Je n’en sais rien, j’en ai parlé à un producteur avec qui je venais de faire un film et je lui ai passé mes trente pages et il m’a dit : mais qui cela peut-il intéresser ? On m’a dit que cela ne serait pas cinématographique, que c’était trop bavard.

Un des challenges était de faire un film où les gens ne s’ennuient pas et puissent s’identifier à ce personnage féminin, qu’elle soit humaine, qu’elle ait des questions personnelles à gérer. Toute la difficulté du film a été de le rendre le plus partageable possible par le plus grand nombre possible. Je fais beaucoup de promotion en province et beaucoup de femmes travaillant dans de petites entreprises viennent me voir car elles se reconnaissent dans ces problématiques évoquées dans le film.

Cela met en question une organisation masculine qui existe depuis la nuit des temps: l’homme qui n’a pas besoin de s’occuper de l’agenda de la famille, la question des pulsions masculines. Dans cet univers marqué par les codes du masculin, il semble être plus difficile pour les femmes d’arriver aux postes de décisions. Elles sont obligées d’emprunter des chemins plus compliquées. Or, il ne faut pas que les femmes s’adaptent à cet environnement mais au contraire que celui ci s’adapte un peu plus à elles. Ce film va beaucoup plus loin que la prise de pouvoir par une ambitieuse.

 

 Vous avez enquêté et rencontré de nombreuses femmes de pouvoir pour faire ce film, qu’est ce qui vous a le plus marqué chez elles?

Une des qualités de ces femmes est leur capacité de résistance que je vois plus chez elles que chez les hommes.

Vous mettez en avant dans le film, l’entraide féminine pour aider l’une d’entre-elles à intégrer la présidence d’une entreprise du CAC 40, est-ce si évident dans la réalité?

Non, ce n’est pas évident du tout, c’est la seule chose qui n’est pas réaliste dans le film, le reste l’est totalement, même pour la violence de ce qui peut se passer, je suis en deçà. Ce qui n’est pas réaliste c’est la puissance de lobbying de ce club féministe. Elles m’ont toutes dit que cela n’existait pas car les clubs de femmes existent depuis beaucoup moins longtemps. Les clubs masculins eux, existent depuis le 19ème siècle. Il y a une espèce de cooptation qui se fait depuis bien plus longtemps et les réseaux féminins doivent trouver leur façon de fonctionner mais pour l’instant ils n’ont absolument pas cette puissance de feu.
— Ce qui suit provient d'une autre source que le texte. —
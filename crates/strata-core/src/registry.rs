//! Named handler registries
//!
//! Task functions, pipeline subscribers and connectors are registered under
//! a name; entities persist only the name, so they can be reloaded from any
//! repository backend and still resolve to live code.

use crate::connector::Connector;
use crate::entities::{Job, Pipeline};
use indexmap::IndexMap;
use parking_lot::RwLock;
use serde_json::Value;
use std::fmt;
use std::sync::Arc;

/// Task body: input values in position order to output values in position order
pub type TaskFunction = Arc<dyn Fn(&[Value]) -> anyhow::Result<Vec<Value>> + Send + Sync>;

/// Persistent pipeline subscriber, called on every job transition
pub type Subscriber = Arc<dyn Fn(&Pipeline, &Job) -> anyhow::Result<()> + Send + Sync>;

/// Registry of task functions
pub type FunctionRegistry = Registry<TaskFunction>;

/// Registry of pipeline subscribers
pub type SubscriberRegistry = Registry<Subscriber>;

/// Registry of connectors by storage type
pub type ConnectorRegistry = Registry<Arc<dyn Connector>>;

/// Thread-safe name → handler map, kept in registration order
pub struct Registry<T: Clone> {
    entries: RwLock<IndexMap<String, T>>,
}

impl<T: Clone> Registry<T> {
    /// Create new empty registry
    #[inline]
    #[must_use]
    pub fn new() -> Self {
        Self {
            entries: RwLock::new(IndexMap::new()),
        }
    }

    /// Register `item` under `name`, returning the handler it replaced
    pub fn register(&self, name: impl Into<String>, item: T) -> Option<T> {
        self.entries.write().insert(name.into(), item)
    }

    /// Handler registered under `name`
    #[must_use]
    pub fn get(&self, name: &str) -> Option<T> {
        self.entries.read().get(name).cloned()
    }

    /// Check if `name` is registered
    #[inline]
    #[must_use]
    pub fn contains(&self, name: &str) -> bool {
        self.entries.read().contains_key(name)
    }

    /// Remove handler
    #[inline]
    pub fn remove(&self, name: &str) -> bool {
        self.entries.write().shift_remove(name).is_some()
    }

    /// Registered names in registration order
    #[must_use]
    pub fn names(&self) -> Vec<String> {
        self.entries.read().keys().cloned().collect()
    }

    /// Get number of registered handlers
    #[inline]
    #[must_use]
    pub fn len(&self) -> usize {
        self.entries.read().len()
    }

    /// Check if registry is empty
    #[inline]
    #[must_use]
    pub fn is_empty(&self) -> bool {
        self.entries.read().is_empty()
    }
}

impl<T: Clone> Default for Registry<T> {
    fn default() -> Self {
        Self::new()
    }
}

impl<T: Clone> fmt::Debug for Registry<T> {
    fn fmt(&self, f: &mut fmt::Formatter<'_>) -> fmt::Result {
        f.debug_struct("Registry")
            .field("names", &self.names())
            .finish()
    }
}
Il y a beaucoup de réseaux féminins dans les faits mais il y a une forme d’éparpillement en fait ?

Bien entendu, je voyais bien qu’il y avait dans les entreprises des réseaux féminins mais c’est surtout un outil qui permet de se sentir moins seule et d’imaginer que c’est possible d’avoir un peu d’ambition. Le schéma de conquête aujourd’hui est totalement balisé par le masculin. Isabelle Kocher est extrêmement fragilisée par exemple car c’est la seule.

Emmanuelle Devos, incarne à la fois cette femme forte, de grand talent : polytechnicienne, parlant le chinois… On pense à cette phrase de Françoise Giroud : “La femme sera vraiment l’égale de l’homme le jour où, à un poste important, on désignera une femme incompétente”. Nous en sommes encore loin ?

Oui, nous en sommes encore très loin… Il faut se battre pour que cela évolue. 

Vous abordez le sujet clé du couple et la question des doubles carrières et posez finalement cette question. Quel type d’homme peut accepter d’être avec une femme qui a de l’ambition ?

C’est sûrement difficile mais je ne connais pas de vie de couple sereine ! C’est vrai que quand une femme prend la lumière, il faut être un homme très intelligent, très moderne, très fin pour l’accepter.

Toutes les femmes que j’ai rencontré ont d’ailleurs rendu hommage à leur mari ou leur compagnon en disant qu’elles n’y seraient pas arrivées s’il n’y avait pas eu un partage des responsabilités, des tâches, de la charge mentale. Il faut arrêter aussi de culpabiliser les femmes qui ne vont pas chercher leur enfant à l’école tous les jours. J’entends souvent après le film des réflexions d’hommes qui me disent : tout de même elle ne voit pas beaucoup ses enfants !Et je leur demande : et vous vous allez souvent chercher vos enfants à l’école ? Cela m’arrive disent-ils ! Evidemment, beaucoup n’y vont jamais.

C’est un film engagé qui soulève des problématiques clés sur la place des femmes dans le monde du travail. Qu’est ce que vous aimeriez que l’on retienne comme message ?

J’ai eu des jeunes filles qui sont sorties du film en me disant que cela donnait vraiment envie de faire, de se bouger, que cela valait la peine.

Je crois que si on dit aux femmes qu’elles vont devoir faire des sacrifices pour avoir le pouvoir, beaucoup se diront : mais à quoi bon ? Mais si on leur dit que ce combat peut changer quelque chose dans la société beaucoup iront. Elles veulent un but, un projet et pas seulement un statut et un poste. Il faut aussi que cela ouvre sur quelque chose de plus large qui va servir à leurs enfants.